There seems to be a big problem in our country today. Thirty years ago only the upper middle classes and the very rich could afford to shop daily as a leisure past time. The country’s financial infrastructure was based largely on manufacturing.

Since the eighties our economy has boomed becoming increasingly reliant on banking, leisure, gaming, and all manner of retail sales and support services. The level of this form of economic trade has grown three fold since the early seventies. By comparison skilled trades today account for a third of the economic output of the same time.

So how has this happened? Well these changes were a result in part because of the liberalisation of the UK economy with the dropping of import barriers, foreign exchange controls, monetary fine-tuning policies, and deregulation of the financial institutions on which we depend.

This has meant of course that banks could start speculating 'securitising' there capital, and so lend long term increasingly risky debt to the likes of you and me, which in turn has meant we can borrow more on increasingly expensive housing, from which we can derive equity and borrow endlessly on credit.

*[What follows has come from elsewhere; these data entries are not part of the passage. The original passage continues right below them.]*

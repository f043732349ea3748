//! Demo room catalogue.

use common::HotelId;

use crate::{NewRoom, Result, store::RoomStore};

const DEMO_ROOMS: &[(i64, &str)] = &[
    (1, "101"),
    (1, "102"),
    (1, "201"),
    (2, "10"),
    (2, "11"),
    (3, "1A"),
    (3, "1B"),
    (3, "2A"),
    (3, "2B"),
];

/// Inserts the demo rooms if the store has none yet.
///
/// Returns the number of rooms inserted (zero when the store was already
/// populated).
pub async fn seed_demo_rooms<S: RoomStore + ?Sized>(store: &S) -> Result<usize> {
    if store.room_count().await? > 0 {
        tracing::debug!("room catalogue already populated, skipping seed");
        return Ok(0);
    }

    for (hotel, number) in DEMO_ROOMS {
        store
            .insert_room(NewRoom::new(HotelId::new(*hotel), *number))
            .await?;
    }
    tracing::info!(rooms = DEMO_ROOMS.len(), "seeded demo rooms");
    Ok(DEMO_ROOMS.len())
}

#[cfg(test)]
mod tests {
    use super::*;
    use crate::InMemoryRoomStore;

    #[tokio::test]
    async fn seeds_once() {
        let store = InMemoryRoomStore::new();

        assert_eq!(seed_demo_rooms(&store).await.unwrap(), 9);
        assert_eq!(seed_demo_rooms(&store).await.unwrap(), 0);
        assert_eq!(store.room_count().await.unwrap(), 9);
    }
}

Now that this dreadful unsustainable mess has unravelled amongst our ankles, it's easy to see how dependant, our economy has become on this massive shift in our culture and lifestyle.

So here's the rub, if we cut back and start living a richer productive life, instead of filling our lives with endless materialistic junk, the economy will never recover. Or continue as we have done over the last generation in the vein hope that we can spend our way out of recession and learn nothing.

These are complex issues that predictably were lost in the programs closing moments which showed the people of Tewkesbury optimistically making their way around a special one day open market, in an attempt too encourage customers back onto the high street.
Last edited by johnt on Wed Jun 24, 2009 12:47 am, edited 1 time in total.